Castel Gandolfo (AsiaNews) - Benedict XVI made another heartfelt appeal in response to the "tragic and growing episodes of violence in Syria with their sad trail of deaths and injuries, including civilians, and large number of people displaced internally and refugees in neighbouring countries." At the end of today's Angelus at the Apostolic Palace in Castel Gandolfo, the pope said that he was following events in Syria "with apprehension," urging "God to give the wisdom of the heart, particularly to those who have the greatest responsibilities, so that no effort is spared in seeking peace, including the international community, through dialogue and reconciliation, for a proper political settlement of the conflict."
Benedict XVI also turned his thoughts to "the dear nation of Iraq, which has been hit by numerous, serious attacks which have caused many deaths and injuries. May this great country find once again the path toward stability, reconciliation and peace."
The pope also expressed concern for the situation of the ILVA steel mill in Taranto (Italy), which was closed by court order because of pollution problems going back decades, a decision opposed by workers who would lose their jobs and the tens of thousands of families that would lose their main source of income.
"I would like to express my closeness to the workers and their families, who are going through this difficult time with apprehension," the pope said. "Whilst I ensure you my prayers and the Church's support, I call on everyone to show a sense of responsibility. I encourage national and local governments to make every effort to find a fair solution to the issue, one that would uphold people's right to health, as well as the right to work, especially at such a time of economic crisis."
Amid so many sad stories, Benedict XVI noted that "a year from now, at this time, the 28th World Youth Day shall take place in Rio de Janeiro, Brazil. [. . .] It will be a precious occasion for many young people to experience the joy and beauty of belonging to the Church and living the faith," the pontiff said. "I look forward with hope to this event, and I encourage and thank the organisers, especially the Archdiocese of Rio de Janeiro, for working diligently to welcome young people from around the world to this important Church meeting."
Before the Angelus, Benedict XVI talked about this Sunday's Gospel (John, 6:1-15). This is what he said:
"Dear brothers and sisters,
"This Sunday, we have begun reading the sixth chapter of the Gospel of John, which starts with the multiplication of the loaves. Jesus speaks about it at the synagogue of Capernaum, describing Himself as the 'bread' that gives life. Jesus' actions parallel those of the Last Supper, when 'Jesus took the loaves, gave thanks, and distributed them to those who were reclining' (Jh, 6:11). The insistence on the topic of 'bread', which is shared, and on giving thanks (v.11, eucharistesas in Greek), are references to the Eucharist, Christ's Sacrifice to save the world.
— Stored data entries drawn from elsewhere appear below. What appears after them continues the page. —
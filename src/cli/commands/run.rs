//! Pipeline commands: `remux`, `rename` and `run`.

use super::locate;
use crate::core::orchestrator::{Orchestrator, RunControl, RunMode, RunOptions, RunSummary, Services};
use crate::core::store::RecordStore;
use crate::models::config::Config;
use crate::Result;
use colored::Colorize;
use std::path::Path;

/// Locate discs under `root` and drive them through the pipeline.
pub async fn run_pipeline(
    root: &Path,
    config: &Config,
    options: RunOptions,
    control: &RunControl,
) -> Result<RunSummary> {
    let header = match options.mode {
        RunMode::Remux => "[REMUX] Extracting tracks...",
        RunMode::Rename => "[RENAME] Classifying and placing tracks...",
        RunMode::Full => "[RUN] Processing discs...",
    };
    println!("{}", header.bold().cyan());
    if options.dry_run {
        println!("{}", "[DRY-RUN] Nothing will be launched or moved".yellow());
    }
    println!();

    let located = locate(root, config)?;
    let store = if options.dry_run {
        RecordStore::open_existing(&config.paths.state_dir)
    } else {
        RecordStore::open(&config.paths.state_dir)?
    };
    let orchestrator = Orchestrator::new(config.clone(), store, Services::from_config(config));

    let summary = orchestrator
        .run(&located.discs, located.review.len(), options, control)
        .await;

    print_summary(&summary);
    Ok(summary)
}

/// Print the run summary.
pub fn print_summary(summary: &RunSummary) {
    println!();
    println!("{}", "[Run Summary]".bold().green());
    println!("  Done: {}", summary.done);
    if summary.reached > 0 {
        println!("  Remuxed: {}", summary.reached);
    }
    if summary.planned > 0 {
        println!("  Planned: {}", summary.planned);
    }
    println!("  Skipped: {}", summary.skipped);
    println!("  Failed: {}", summary.failed);
    if summary.not_attempted > 0 {
        println!("  Not attempted: {}", summary.not_attempted);
    }
    if summary.review > 0 {
        println!("  Needs review: {}", summary.review);
    }

    if !summary.failures.is_empty() {
        println!();
        println!("{}", "[Failures]".bold().red());
        for failure in &summary.failures {
            println!(
                "  {} {} at {}: {}",
                failure.display,
                format!("[{}]", failure.kind).red(),
                failure.stage,
                failure.message
            );
        }
    }

    if summary.halted {
        println!();
        println!(
            "{}",
            "[HALTED] A fatal error stopped the run. Fix it and run again.".bold().red()
        );
    } else if summary.stopped {
        println!();
        println!("{}", "[STOPPED] Run interrupted by user".bold().yellow());
    }
}
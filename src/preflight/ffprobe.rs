//! FFprobe preflight check.

use super::CheckResult;
use crate::services::ffprobe::FfprobeProbe;

/// Check if ffprobe is installed.
pub fn check(binary: &str) -> CheckResult {
    let probe = FfprobeProbe::new(binary);
    if probe.is_installed() {
        match probe.version() {
            Ok(version) => CheckResult::ok("ffprobe", &format!("installed ({})", version)),
            Err(_) => CheckResult::ok("ffprobe", "installed"),
        }
    } else {
        CheckResult::fail(
            "ffprobe",
            "not found",
            "Install FFmpeg: sudo apt install ffmpeg",
        )
    }
}
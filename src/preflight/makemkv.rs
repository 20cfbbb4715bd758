//! MakeMKV preflight check.

use super::CheckResult;
use crate::utils::fs as fsutil;

/// Check that the remux tool is on PATH.
pub fn check(binary: &str) -> CheckResult {
    match fsutil::find_executable(binary) {
        Some(path) => CheckResult::ok(binary, &format!("found ({})", path.display())),
        None => CheckResult::fail(
            binary,
            "not found",
            "Install MakeMKV and make sure makemkvcon is in PATH",
        ),
    }
}
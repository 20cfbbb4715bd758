//! Run record data model.
//!
//! A run record is the persisted status of one disc signature. It is the
//! single source of truth for deciding whether a disc is skipped or redone.

use super::disc::{Category, DiscSource};
use super::track::{ClassificationResult, Track};
use chrono::{DateTime, Utc};
use serde::{Deserialize, Serialize};
use std::path::PathBuf;

/// Pipeline stage reached by a disc.
#[derive(Debug, Clone, Copy, PartialEq, Eq, PartialOrd, Ord, Hash, Serialize, Deserialize)]
#[serde(rename_all = "lowercase")]
pub enum Stage {
    Scanned,
    Remuxed,
    Classified,
    Placed,
    Done,
    Failed,
}

impl std::fmt::Display for Stage {
    fn fmt(&self, f: &mut std::fmt::Formatter<'_>) -> std::fmt::Result {
        match self {
            Stage::Scanned => write!(f, "scanned"),
            Stage::Remuxed => write!(f, "remuxed"),
            Stage::Classified => write!(f, "classified"),
            Stage::Placed => write!(f, "placed"),
            Stage::Done => write!(f, "done"),
            Stage::Failed => write!(f, "failed"),
        }
    }
}

/// Persisted error kind.
#[derive(Debug, Clone, Copy, PartialEq, Eq, Hash, Serialize, Deserialize)]
#[serde(rename_all = "snake_case")]
pub enum ErrorKind {
    InvalidDiscStructure,
    InsufficientSpace,
    RetryableSourceError,
    RemuxTimeout,
    UnknownRemuxError,
    EmptyOutputError,
    FatalLicenseError,
    PlacementIncomplete,
    Cancelled,
    ToolNotFound,
    Io,
    Internal,
}

impl std::fmt::Display for ErrorKind {
    fn fmt(&self, f: &mut std::fmt::Formatter<'_>) -> std::fmt::Result {
        let s = match self {
            ErrorKind::InvalidDiscStructure => "InvalidDiscStructure",
            ErrorKind::InsufficientSpace => "InsufficientSpace",
            ErrorKind::RetryableSourceError => "RetryableSourceError",
            ErrorKind::RemuxTimeout => "RemuxTimeout",
            ErrorKind::UnknownRemuxError => "UnknownRemuxError",
            ErrorKind::EmptyOutputError => "EmptyOutputError",
            ErrorKind::FatalLicenseError => "FatalLicenseError",
            ErrorKind::PlacementIncomplete => "PlacementIncomplete",
            ErrorKind::Cancelled => "Cancelled",
            ErrorKind::ToolNotFound => "ToolNotFound",
            ErrorKind::Io => "Io",
            ErrorKind::Internal => "Internal",
        };
        write!(f, "{}", s)
    }
}

/// A file moved into the library.
#[derive(Debug, Clone, PartialEq, Serialize, Deserialize)]
pub struct PlacedFile {
    /// Temporary file the track was extracted to.
    pub from: PathBuf,
    /// Final library path.
    pub to: PathBuf,
    /// Expected size in bytes.
    pub size_bytes: u64,
    /// Expected duration, when known.
    #[serde(skip_serializing_if = "Option::is_none")]
    pub duration_secs: Option<f64>,
}

/// Persisted per-disc status.
#[derive(Debug, Clone, Serialize, Deserialize)]
pub struct RunRecord {
    /// Disc signature (store key).
    pub signature: String,
    /// Normalized entry path.
    pub entry_path: PathBuf,
    /// Located disc path (ISO file, `BDMV` or `VIDEO_TS` folder).
    #[serde(default)]
    pub root_path: PathBuf,
    /// Folder holding the disc, or the ISO file itself.
    pub item_root: PathBuf,
    /// Category hint.
    pub category: Category,
    /// Current stage.
    pub stage: Stage,
    /// Last stage completed successfully.
    pub last_completed: Stage,
    /// Kind of the last failure.
    #[serde(skip_serializing_if = "Option::is_none")]
    pub error_kind: Option<ErrorKind>,
    /// Message of the last failure.
    #[serde(skip_serializing_if = "Option::is_none")]
    pub error_message: Option<String>,
    /// Number of remux attempts.
    #[serde(default)]
    pub attempts: u32,
    /// Temporary extraction directory.
    pub temp_dir: PathBuf,
    /// Tracks produced by remux.
    #[serde(default)]
    pub tracks: Vec<Track>,
    /// Classification results.
    #[serde(default)]
    pub classifications: Vec<ClassificationResult>,
    /// Files placed into the library.
    #[serde(default)]
    pub placements: Vec<PlacedFile>,
    /// Series grouping key (TV only).
    #[serde(skip_serializing_if = "Option::is_none")]
    pub series_key: Option<String>,
    /// Season (TV only).
    #[serde(skip_serializing_if = "Option::is_none")]
    pub season: Option<u16>,
    /// Disc number hint.
    #[serde(skip_serializing_if = "Option::is_none")]
    pub disc_no: Option<u16>,
    /// Lowest episode number assigned on this disc.
    #[serde(skip_serializing_if = "Option::is_none")]
    pub first_episode: Option<u32>,
    /// Highest episode number assigned on this disc.
    #[serde(skip_serializing_if = "Option::is_none")]
    pub last_episode: Option<u32>,
    /// Creation timestamp.
    pub created_at: DateTime<Utc>,
    /// Last update timestamp.
    pub updated_at: DateTime<Utc>,
}

impl RunRecord {
    /// Create a fresh record for a discovered disc.
    pub fn new(disc: &DiscSource, temp_dir: PathBuf) -> Self {
        let now = Utc::now();
        Self {
            signature: disc.signature.clone(),
            entry_path: disc.entry_path.clone(),
            root_path: disc.root_path.clone(),
            item_root: disc.item_root.clone(),
            category: disc.category,
            stage: Stage::Scanned,
            last_completed: Stage::Scanned,
            error_kind: None,
            error_message: None,
            attempts: 0,
            temp_dir,
            tracks: Vec::new(),
            classifications: Vec::new(),
            placements: Vec::new(),
            series_key: None,
            season: disc.season,
            disc_no: disc.disc_no,
            first_episode: None,
            last_episode: None,
            created_at: now,
            updated_at: now,
        }
    }

    /// Move to a completed stage and clear any previous error.
    pub fn advance(&mut self, stage: Stage) {
        self.stage = stage;
        self.last_completed = stage;
        self.error_kind = None;
        self.error_message = None;
        self.updated_at = Utc::now();
    }

    /// Mark as failed, keeping `last_completed` so a later run resumes there.
    pub fn fail(&mut self, kind: ErrorKind, message: &str) {
        self.stage = Stage::Failed;
        self.error_kind = Some(kind);
        self.error_message = Some(message.to_string());
        self.updated_at = Utc::now();
    }

    /// Stage the next run should resume from.
    pub fn resume_stage(&self) -> Stage {
        if self.stage == Stage::Failed {
            self.last_completed
        } else {
            self.stage
        }
    }

    pub fn is_done(&self) -> bool {
        self.stage == Stage::Done
    }

    /// Drop all progress so the disc is processed from scratch.
    pub fn reset(&mut self) {
        self.stage = Stage::Scanned;
        self.last_completed = Stage::Scanned;
        self.error_kind = None;
        self.error_message = None;
        self.attempts = 0;
        self.tracks.clear();
        self.classifications.clear();
        self.placements.clear();
        self.first_episode = None;
        self.last_episode = None;
        self.updated_at = Utc::now();
    }
}

#[cfg(test)]
mod tests {
    use super::*;

    #[test]
    fn test_stage_ordering() {
        assert!(Stage::Scanned < Stage::Remuxed);
        assert!(Stage::Remuxed < Stage::Classified);
        assert!(Stage::Placed < Stage::Done);
    }

    #[test]
    fn test_stage_serde_names() {
        assert_eq!(serde_json::to_string(&Stage::Remuxed).unwrap(), "\"remuxed\"");
        assert_eq!(
            serde_json::to_string(&ErrorKind::FatalLicenseError).unwrap(),
            "\"fatal_license_error\""
        );
    }
}
impl RemuxSupervisor {
    pub fn new(config: RemuxConfig, probe: Arc<dyn MetadataProbe>) -> Self {
        Self {
            config,
            probe,
            space: Arc::new(VolumeSpace),
        }
    }

    /// Replace the free-space lookup.
    pub fn with_space_probe(mut self, space: Arc<dyn SpaceProbe>) -> Self {
        self.space = space;
        self
    }

    /// Tool input argument: `iso:<path>` or `file:<entry>`.
    pub fn input_arg(disc: &DiscSource) -> String {
        match disc.kind {
            DiscKind::Iso => format!("iso:{}", disc.entry_path.display()),
            DiscKind::Bdmv | DiscKind::VideoTs => format!("file:{}", disc.entry_path.display()),
        }
    }

    /// Arguments passed to the tool.
    pub fn build_args(&self, disc: &DiscSource, dest: &Path) -> Vec<String> {
        let mut args = vec![
            "--robot".to_string(),
            "--noscan".to_string(),
            "--progress=-same".to_string(),
        ];
        args.extend(self.config.extra_args.iter().cloned());
        args.push("mkv".to_string());
        args.push(Self::input_arg(disc));
        args.push("all".to_string());
        args.push(dest.display().to_string());
        args
    }

    /// Bytes needed on the destination volume.
    pub fn required_space(&self, disc: &DiscSource) -> u64 {
        (disc.size_bytes as f64 * self.config.space_multiplier).ceil() as u64
    }

    /// Describe the remux without running anything.
    pub fn plan(&self, disc: &DiscSource, dest: &Path) -> RemuxPlan {
        let mut command = vec![self.config.binary.clone()];
        command.extend(self.build_args(disc, dest));
        RemuxPlan {
            command,
            destination: dest.to_path_buf(),
            required_bytes: self.required_space(disc),
            available_bytes: self.space.available(dest),
        }
    }

    /// Fail with `InsufficientSpace` before anything is launched.
    pub fn check_space(&self, disc: &DiscSource, dest: &Path) -> Result<()> {
        let required = self.required_space(disc);
        match self.space.available(dest) {
            Some(available) if available < required => {
                Err(crate::Error::InsufficientSpace {
                    required,
                    available,
                })
            }
            Some(_) => Ok(()),
            None => {
                tracing::warn!(
                    "Free space unknown for {}, continuing without check",
                    dest.display()
                );
                Ok(())
            }
        }
    }

    /// Remux a disc into `dest`.
    ///
    /// `dest` is emptied first; it must be a per-disc temporary directory.
    pub async fn remux(
        &self,
        disc: &DiscSource,
        dest: &Path,
        control: &RunControl,
    ) -> Result<RemuxOutput> {
        self.check_space(disc, dest)?;

        if dest.exists() {
            tokio::fs::remove_dir_all(dest).await?;
        }
        tokio::fs::create_dir_all(dest).await?;

        let args = self.build_args(disc, dest);
        tracing::info!("Remux: {} {}", self.config.binary, args.join(" "));

        let mut child = Command::new(&self.config.binary)
            .args(&args)
            .stdin(Stdio::null())
            .stdout(Stdio::piped())
            .stderr(Stdio::piped())
            .kill_on_drop(true)
            .spawn()
            .map_err(|e| match e.kind() {
                std::io::ErrorKind::NotFound => {
                    crate::Error::ToolNotFound(self.config.binary.clone())
                }
                _ => crate::Error::Io(e),
            })?;

        let stdout = child
            .stdout
            .take()
            .ok_or_else(|| crate::Error::other("remux stdout not captured"))?;
        let stderr = child
            .stderr
            .take()
            .ok_or_else(|| crate::Error::other("remux stderr not captured"))?;

        let stderr_task = tokio::spawn(async move {
            let mut tail = VecDeque::with_capacity(OUTPUT_TAIL_LINES);
            let mut lines = BufReader::new(stderr).lines();
            while let Ok(Some(line)) = lines.next_line().await {
                tracing::debug!("remux stderr: {}", line);
                push_tail(&mut tail, line);
            }
            tail
        });

        let pb = self.progress_bar(&disc.display);
        let deadline = tokio::time::Instant::now() + Duration::from_secs(self.config.timeout_secs);
        let mut lines = BufReader::new(stdout).lines();
        let mut tail = VecDeque::with_capacity(OUTPUT_TAIL_LINES);
        let mut tracker = ProgressTracker::default();
        let mut output = RemuxOutput::default();

        loop {
            if control.is_aborted() {
                let _ = child.kill().await;
                pb.abandon_with_message("cancelled");
                return Err(crate::Error::Cancelled);
            }

            tokio::select! {
                line = lines.next_line() => match line {
                    Ok(Some(line)) => {
                        self.handle_line(&line, &mut tracker, &mut output, &pb);
                        push_tail(&mut tail, line);
                    }
                    Ok(None) => break,
                    Err(e) => {
                        tracing::warn!("Reading remux output failed: {}", e);
                        break;
                    }
                },
                _ = tokio::time::sleep_until(deadline) => {
                    let _ = child.kill().await;
                    pb.abandon_with_message("timed out");
                    return Err(crate::Error::RemuxTimeout {
                        secs: self.config.timeout_secs,
                    });
                }
                _ = tokio::time::sleep(ABORT_POLL) => {}
            }
        }

        let status = match tokio::time::timeout_at(deadline, child.wait()).await {
            Ok(status) => status?,
            Err(_) => {
                let _ = child.kill().await;
                pb.abandon_with_message("timed out");
                return Err(crate::Error::RemuxTimeout {
                    secs: self.config.timeout_secs,
                });
            }
        };

        if let Ok(stderr_tail) = stderr_task.await {
            for line in stderr_tail {
                push_tail(&mut tail, line);
            }
        }

        let code = status.code().unwrap_or(-1);
        if let Err(e) = map_exit_code(code, tail.into_iter().collect()) {
            pb.abandon_with_message(format!("exit code {}", code));
            if let crate::Error::UnknownRemux { output_tail, .. } = &e {
                for line in output_tail {
                    tracing::error!("remux output: {}", line);
                }
            }
            return Err(e);
        }
        pb.finish_with_message("done");

        output.tracks = self.collect_tracks(dest).await?;
        if output.tracks.is_empty() {
            return Err(crate::Error::EmptyOutput {
                dir: dest.display().to_string(),
            });
        }

        tracing::info!(
            "Remuxed {}: {} tracks",
            disc.display,
            output.tracks.len()
        );
        Ok(output)
    }

    fn handle_line(
        &self,
        line: &str,
        tracker: &mut ProgressTracker,
        output: &mut RemuxOutput,
        pb: &ProgressBar,
    ) {
        let parsed = parse_line(line);
        if let Some(percent) = parsed.percent() {
            if let Some(percent) = tracker.update(percent) {
                pb.set_position(percent as u64);
            }
            return;
        }

        match parsed {
            RobotLine::CurrentOperation(name) => {
                tracing::debug!("remux operation: {}", name);
                pb.set_message(name);
            }
            RobotLine::TotalOperation(name) => tracing::debug!("remux stage: {}", name),
            RobotLine::TitleCount(n) => {
                tracing::debug!("remux titles on disc: {}", n);
                output.title_count = Some(n);
            }
            RobotLine::Message {
                code,
                severity,
                text,
            } => match severity {
                Severity::Info => tracing::debug!("remux [{}] {}", code, text),
                Severity::Warning => {
                    tracing::warn!("remux [{}] {}", code, text);
                    output.messages.push(text);
                }
                Severity::Error => {
                    tracing::error!("remux [{}] {}", code, text);
                    output.messages.push(text);
                }
            },
            RobotLine::Progress { .. } | RobotLine::Other => {}
        }
    }

    fn progress_bar(&self, label: &str) -> ProgressBar {
        if !self.config.show_progress {
            return ProgressBar::hidden();
        }
        let pb = ProgressBar::new(100);
        pb.set_style(
            ProgressStyle::default_bar()
                .template("{spinner:.green} {prefix} [{bar:40.cyan/blue}] {pos}% {msg}")
                .unwrap_or_else(|_| ProgressStyle::default_bar())
                .progress_chars("=>-"),
        );
        pb.set_prefix(label.to_string());
        pb
    }

    /// Build tracks from the files in `dest`, probing each one.
    async fn collect_tracks(&self, dest: &Path) -> Result<Vec<Track>> {
        let mut files = Vec::new();
        let mut entries = tokio::fs::read_dir(dest).await?;
        while let Some(entry) = entries.next_entry().await? {
            let path = entry.path();
            if path.is_file() && fsutil::is_video_file(&path) {
                let size = entry.metadata().await?.len();
                files.push((path, size));
            }
        }
        files.sort_by(|(a, _), (b, _)| a.cmp(b));

        let mut tracks = Vec::with_capacity(files.len());
        for (position, (path, size_bytes)) in files.into_iter().enumerate() {
            let index = title_index(&path).unwrap_or(position as u32);
            let probe = Arc::clone(&self.probe);
            let probe_path = path.clone();
            let meta = tokio::task::spawn_blocking(move || probe.probe(&probe_path))
                .await
                .ok()
                .flatten()
                .unwrap_or_default();

            tracks.push(Track {
                path,
                index,
                duration_secs: meta.duration_secs,
                size_bytes,
                languages: meta.languages,
                default_flag: meta.default_flag,
                forced_flag: meta.forced_flag,
            });
        }

        tracks.sort_by(|a, b| a.index.cmp(&b.index).then_with(|| a.path.cmp(&b.path)));
        Ok(tracks)
    }
}
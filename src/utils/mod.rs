//! Utility modules.

pub mod fs;
pub mod hash;
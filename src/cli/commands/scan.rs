//! Scan command implementation.
//!
//! Lists discovered discs by category and records first sightings.

use super::{format_size, locate};
use crate::core::orchestrator::{Orchestrator, Services};
use crate::core::store::RecordStore;
use crate::models::config::Config;
use crate::models::disc::DiscSource;
use crate::Result;
use colored::Colorize;
use std::path::Path;

/// Discover discs under `root`.
pub async fn scan(root: &Path, config: &Config, dry_run: bool) -> Result<()> {
    println!("{}", "[SCAN] Looking for discs...".bold().cyan());
    println!();

    let result = locate(root, config)?;

    let (movies, tv): (Vec<&DiscSource>, Vec<&DiscSource>) = result
        .discs
        .iter()
        .partition(|d| d.category == crate::models::disc::Category::Movies);

    print_group("Movies", &movies);
    print_group("TV", &tv);

    if !result.review.is_empty() {
        println!("{}", "[Needs Review]".bold().yellow());
        for disc in &result.review {
            println!("  {} {}", "?".yellow(), disc.entry_path.display());
        }
        println!();
    }

    if !result.invalid.is_empty() {
        println!("{}", "[Invalid]".bold().red());
        for invalid in &result.invalid {
            println!("  {} {} ({})", "x".red(), invalid.path.display(), invalid.reason);
        }
        println!();
    }

    println!("{}", "[Scan Summary]".bold().green());
    println!("  Movies: {}", movies.len());
    println!("  TV: {}", tv.len());
    println!("  Needs review: {}", result.review.len());
    println!("  Invalid: {}", result.invalid.len());
    if result.duplicates > 0 {
        println!("  Duplicates skipped: {}", result.duplicates);
    }

    if dry_run {
        println!();
        println!("{}", "[DRY-RUN] No records written".yellow());
        return Ok(());
    }

    let store = RecordStore::open(&config.paths.state_dir)?;
    let orchestrator = Orchestrator::new(config.clone(), store, Services::from_config(config));
    let created = orchestrator.record_scanned(&result.discs)?;
    println!("  New records: {}", created);

    Ok(())
}

fn print_group(name: &str, discs: &[&DiscSource]) {
    if discs.is_empty() {
        return;
    }
    println!("{}", format!("[{}]", name).bold());
    for disc in discs {
        let mut hints = Vec::new();
        if let Some(season) = disc.season {
            hints.push(format!("season {}", season));
        }
        if let Some(disc_no) = disc.disc_no {
            hints.push(format!("disc {}", disc_no));
        }
        let hints = if hints.is_empty() {
            String::new()
        } else {
            format!(" [{}]", hints.join(", "))
        };

        println!(
            "  {} {}{} {} {}",
            "+".green(),
            disc.display,
            hints.cyan(),
            format!("({}, {})", disc.kind, format_size(disc.size_bytes)).dimmed(),
            disc.short_signature().dimmed()
        );
    }
    println!();
}
//! Library path generators.

pub mod filename;
pub mod folder;
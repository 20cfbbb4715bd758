//! Disc-related data models.

use serde::{Deserialize, Serialize};
use std::path::PathBuf;

/// Physical layout of a discovered disc.
#[derive(Debug, Clone, Copy, PartialEq, Eq, Hash, Serialize, Deserialize)]
#[serde(rename_all = "snake_case")]
pub enum DiscKind {
    Iso,
    Bdmv,
    VideoTs,
}

impl std::fmt::Display for DiscKind {
    fn fmt(&self, f: &mut std::fmt::Formatter<'_>) -> std::fmt::Result {
        match self {
            DiscKind::Iso => write!(f, "iso"),
            DiscKind::Bdmv => write!(f, "bdmv"),
            DiscKind::VideoTs => write!(f, "video_ts"),
        }
    }
}

/// Library category, derived from the nearest `movies` / `tv` ancestor.
#[derive(Debug, Clone, Copy, PartialEq, Eq, Hash, PartialOrd, Ord, Serialize, Deserialize)]
#[serde(rename_all = "lowercase")]
pub enum Category {
    Movies,
    Tv,
    Unknown,
}

impl std::fmt::Display for Category {
    fn fmt(&self, f: &mut std::fmt::Formatter<'_>) -> std::fmt::Result {
        match self {
            Category::Movies => write!(f, "movies"),
            Category::Tv => write!(f, "tv"),
            Category::Unknown => write!(f, "unknown"),
        }
    }
}

/// One discovered disc unit. Immutable after discovery.
#[derive(Debug, Clone, Serialize, Deserialize)]
pub struct DiscSource {
    /// Path the locator found (ISO file, `BDMV` or `VIDEO_TS` folder).
    pub root_path: PathBuf,
    /// Disc layout.
    pub kind: DiscKind,
    /// Canonical entry point handed to the remux tool.
    pub entry_path: PathBuf,
    /// Folder holding the disc (or the ISO file itself).
    pub item_root: PathBuf,
    /// Category hint.
    pub category: Category,
    /// Sanitized display name of the item root.
    pub display: String,
    /// Season hint parsed from the item root or its parent.
    pub season: Option<u16>,
    /// Disc number hint parsed from the item root or its parent.
    pub disc_no: Option<u16>,
    /// Total size in bytes (ISO size, or recursive folder size).
    pub size_bytes: u64,
    /// Modification time of the entry path.
    pub modified: chrono::DateTime<chrono::Utc>,
    /// When the locator found this disc.
    pub discovered_at: chrono::DateTime<chrono::Utc>,
    /// Stable identity across runs.
    pub signature: String,
}

impl DiscSource {
    /// Short form of the signature for log lines.
    pub fn short_signature(&self) -> &str {
        let end = self.signature.len().min(12);
        &self.signature[..end]
    }
}

/// Title metadata used to build library paths.
#[derive(Debug, Clone, Default, PartialEq, Eq, Serialize, Deserialize)]
pub struct TitleInfo {
    /// Movie title or series name.
    pub title: String,
    /// Release or first-air year.
    pub year: Option<u16>,
    /// Season number (TV only).
    pub season: Option<u16>,
    /// Edition / version tag, e.g. "Director's Cut".
    pub version: Option<String>,
}

impl TitleInfo {
    /// `Title (Year)` or just `Title`.
    pub fn folder_name(&self) -> String {
        match self.year {
            Some(year) => format!("{} ({})", self.title, year),
            None => self.title.clone(),
        }
    }
}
"The Evangelist notes that Passover was near (cf v 4). The gaze turns to the Cross, total gift of love, and towards the Eucharist, which perpetuates this gift. Christ becomes the bread of life for men. As Saint Augustine said, 'Who is the Bread of heaven, but Christ? But in order that man might eat Angels' Bread, the Lord of Angels was made Man. For if He had not been made Man, we should not have His Flesh; if we had not His Flesh, we should not eat the Bread of the Altar' (Sermon, 130:2). The Eucharist is the great permanent meeting with God, in which the Lord becomes our nourishment and gives Himself to transform us in Him.
"In the scene of the multiplication, the presence of a boy is noticed. Given the difficulty of feeding so many people, he offered to share the little he had-five loaves and two fish (cf Jn, 6:8). The miracle did not come from nothing but from an ordinary boy's desire to share what he had. Jesus does not ask us what we do not have, but shows us that if each of us offers what little we have, a miracle can always take place again. God is able to multiply every one of our small deeds of love and make us share in his gift. The crowd is struck by the wonder. It sees in Jesus a new Moses, worthy of power, and the new manna, its future assured, but stops at the material aspect. The Lord 'knew that they were going to come and carry him off to make him king [. . .] withdrew again to the mountain alone' (Jh, 6:15). Jesus is not an earthly king who rules, but a king who serves, who bends to man's level to meet not only his material hunger, but the deeper one, the one for God.
"Dear brothers and sisters, we call on the Lord to make us see the importance of rediscovering the importance of nourishing ourselves with the body of Christ, participating with faithfulness and great awareness to the Eucharist, to be ever more intimately united with Him. In fact, 'It is not the Eucharistic food that is changed into us, but rather we who are mysteriously transformed by it. Christ nourishes us by uniting us to himself; .he draws us into himself. (Esort. Apost. Sacramentum caritatis, 70)'. At the same time, we want to pray that no one may lack the necessary bread for a life of dignity, and that all inequalities be removed, not through the weapons of violence, but through sharing and love.
"Let Us entrust ourselves to the Virgin Mary as we invoke upon ourselves and our loved ones her maternal intercession."